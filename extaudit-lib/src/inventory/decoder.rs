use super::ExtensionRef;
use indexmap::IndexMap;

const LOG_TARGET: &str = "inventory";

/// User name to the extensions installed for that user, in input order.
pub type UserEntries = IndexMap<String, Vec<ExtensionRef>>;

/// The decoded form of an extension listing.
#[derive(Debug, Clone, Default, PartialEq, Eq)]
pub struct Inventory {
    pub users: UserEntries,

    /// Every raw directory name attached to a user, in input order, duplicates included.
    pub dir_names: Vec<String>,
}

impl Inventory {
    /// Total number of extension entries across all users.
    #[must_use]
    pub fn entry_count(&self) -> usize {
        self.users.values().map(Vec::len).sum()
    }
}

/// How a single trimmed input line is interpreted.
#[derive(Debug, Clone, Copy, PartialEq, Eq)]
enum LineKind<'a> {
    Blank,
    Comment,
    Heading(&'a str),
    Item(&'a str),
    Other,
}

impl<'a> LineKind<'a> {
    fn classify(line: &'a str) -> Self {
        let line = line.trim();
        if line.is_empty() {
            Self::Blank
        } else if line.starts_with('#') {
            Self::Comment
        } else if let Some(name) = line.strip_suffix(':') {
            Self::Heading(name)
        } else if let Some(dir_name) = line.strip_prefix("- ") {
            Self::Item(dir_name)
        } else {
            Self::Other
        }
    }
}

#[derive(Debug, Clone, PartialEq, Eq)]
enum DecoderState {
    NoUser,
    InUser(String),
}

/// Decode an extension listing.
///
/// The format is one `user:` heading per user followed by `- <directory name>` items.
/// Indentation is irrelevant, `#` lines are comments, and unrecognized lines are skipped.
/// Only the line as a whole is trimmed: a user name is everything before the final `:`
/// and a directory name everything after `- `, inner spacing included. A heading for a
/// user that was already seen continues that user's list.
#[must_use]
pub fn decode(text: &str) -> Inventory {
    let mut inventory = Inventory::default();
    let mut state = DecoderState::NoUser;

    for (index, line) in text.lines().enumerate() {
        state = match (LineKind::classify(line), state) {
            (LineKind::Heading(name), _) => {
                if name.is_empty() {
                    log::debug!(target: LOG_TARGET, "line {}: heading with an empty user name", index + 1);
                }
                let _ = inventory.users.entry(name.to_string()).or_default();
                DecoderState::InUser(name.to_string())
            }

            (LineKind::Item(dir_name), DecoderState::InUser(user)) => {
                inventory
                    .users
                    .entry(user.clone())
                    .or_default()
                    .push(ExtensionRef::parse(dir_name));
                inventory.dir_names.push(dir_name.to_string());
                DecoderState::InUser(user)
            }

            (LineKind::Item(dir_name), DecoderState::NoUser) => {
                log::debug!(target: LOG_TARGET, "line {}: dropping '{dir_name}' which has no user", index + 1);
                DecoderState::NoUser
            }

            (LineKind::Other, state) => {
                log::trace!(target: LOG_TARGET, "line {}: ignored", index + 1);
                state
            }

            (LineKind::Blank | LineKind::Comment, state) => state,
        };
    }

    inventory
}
——
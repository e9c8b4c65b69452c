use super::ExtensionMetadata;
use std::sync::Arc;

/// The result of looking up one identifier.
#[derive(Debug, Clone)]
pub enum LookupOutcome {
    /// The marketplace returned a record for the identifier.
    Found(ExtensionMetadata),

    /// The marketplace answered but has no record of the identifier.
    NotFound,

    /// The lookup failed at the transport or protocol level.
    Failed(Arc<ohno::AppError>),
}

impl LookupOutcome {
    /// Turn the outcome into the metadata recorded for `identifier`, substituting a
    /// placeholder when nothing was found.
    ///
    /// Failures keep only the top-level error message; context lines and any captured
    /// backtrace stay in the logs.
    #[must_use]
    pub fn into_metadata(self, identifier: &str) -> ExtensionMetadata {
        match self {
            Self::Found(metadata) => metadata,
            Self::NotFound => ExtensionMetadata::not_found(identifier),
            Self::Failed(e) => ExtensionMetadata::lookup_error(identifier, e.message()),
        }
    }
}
——
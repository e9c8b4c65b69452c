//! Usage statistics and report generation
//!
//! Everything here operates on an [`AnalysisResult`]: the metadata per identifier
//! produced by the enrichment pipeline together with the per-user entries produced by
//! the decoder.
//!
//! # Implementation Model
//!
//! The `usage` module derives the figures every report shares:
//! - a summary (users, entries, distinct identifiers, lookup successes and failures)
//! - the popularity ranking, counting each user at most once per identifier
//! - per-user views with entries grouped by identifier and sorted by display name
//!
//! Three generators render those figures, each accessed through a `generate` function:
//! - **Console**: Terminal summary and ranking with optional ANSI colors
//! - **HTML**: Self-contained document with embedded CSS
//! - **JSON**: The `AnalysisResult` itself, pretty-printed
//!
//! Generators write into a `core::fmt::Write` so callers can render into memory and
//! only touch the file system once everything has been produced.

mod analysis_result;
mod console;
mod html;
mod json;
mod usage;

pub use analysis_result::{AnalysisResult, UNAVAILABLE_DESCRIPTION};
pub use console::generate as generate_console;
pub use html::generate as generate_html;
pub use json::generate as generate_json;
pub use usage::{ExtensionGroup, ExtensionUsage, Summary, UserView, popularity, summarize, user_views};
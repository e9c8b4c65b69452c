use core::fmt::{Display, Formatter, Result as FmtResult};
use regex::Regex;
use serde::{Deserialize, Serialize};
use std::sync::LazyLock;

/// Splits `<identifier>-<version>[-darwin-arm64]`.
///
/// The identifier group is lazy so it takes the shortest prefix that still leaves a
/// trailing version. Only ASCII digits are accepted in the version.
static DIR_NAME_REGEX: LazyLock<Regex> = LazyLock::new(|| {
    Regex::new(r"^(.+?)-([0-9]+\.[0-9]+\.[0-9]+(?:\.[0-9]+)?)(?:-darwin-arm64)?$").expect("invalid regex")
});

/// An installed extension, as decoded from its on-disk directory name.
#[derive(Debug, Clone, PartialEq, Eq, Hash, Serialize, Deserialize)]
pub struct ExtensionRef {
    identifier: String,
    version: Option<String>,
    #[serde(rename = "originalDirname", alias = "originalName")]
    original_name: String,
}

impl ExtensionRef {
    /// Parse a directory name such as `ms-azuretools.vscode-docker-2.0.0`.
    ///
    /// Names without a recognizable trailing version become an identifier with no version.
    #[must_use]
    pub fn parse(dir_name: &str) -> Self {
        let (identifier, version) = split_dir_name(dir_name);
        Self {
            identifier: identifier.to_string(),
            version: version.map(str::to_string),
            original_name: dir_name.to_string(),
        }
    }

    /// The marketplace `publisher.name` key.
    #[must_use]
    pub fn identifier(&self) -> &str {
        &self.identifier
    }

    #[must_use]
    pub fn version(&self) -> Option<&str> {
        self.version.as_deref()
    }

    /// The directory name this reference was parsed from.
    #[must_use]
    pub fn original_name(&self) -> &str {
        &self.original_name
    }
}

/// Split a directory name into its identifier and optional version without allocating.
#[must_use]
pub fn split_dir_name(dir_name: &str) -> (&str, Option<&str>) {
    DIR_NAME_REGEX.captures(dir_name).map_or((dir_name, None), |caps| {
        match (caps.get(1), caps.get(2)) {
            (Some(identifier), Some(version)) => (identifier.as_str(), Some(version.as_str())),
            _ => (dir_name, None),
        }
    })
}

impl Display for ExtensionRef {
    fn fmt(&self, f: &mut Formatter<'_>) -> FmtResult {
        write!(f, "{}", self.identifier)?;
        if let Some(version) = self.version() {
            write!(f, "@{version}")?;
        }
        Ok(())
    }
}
——
> TASK TO CARRY OUT: Exactly the lines above from the one with "use indexmap::IndexMap;" to the one with "Self::Heading(name)", both included, are to be quoted; leave the rest out.

> RESPONSE TO THIS EXERCISE:
use indexmap::IndexMap;

const LOG_TARGET: &str = "inventory";

/// User name to the extensions installed for that user, in input order.
pub type UserEntries = IndexMap<String, Vec<ExtensionRef>>;

/// The decoded form of an extension listing.
#[derive(Debug, Clone, Default, PartialEq, Eq)]
pub struct Inventory {
    pub users: UserEntries,

    /// Every raw directory name attached to a user, in input order, duplicates included.
    pub dir_names: Vec<String>,
}

impl Inventory {
    /// Total number of extension entries across all users.
    #[must_use]
    pub fn entry_count(&self) -> usize {
        self.users.values().map(Vec::len).sum()
    }
}

/// How a single trimmed input line is interpreted.
#[derive(Debug, Clone, Copy, PartialEq, Eq)]
enum LineKind<'a> {
    Blank,
    Comment,
    Heading(&'a str),
    Item(&'a str),
    Other,
}

impl<'a> LineKind<'a> {
    fn classify(line: &'a str) -> Self {
        let line = line.trim();
        if line.is_empty() {
            Self::Blank
        } else if line.starts_with('#') {
            Self::Comment
        } else if let Some(name) = line.strip_suffix(':') {
            Self::Heading(name)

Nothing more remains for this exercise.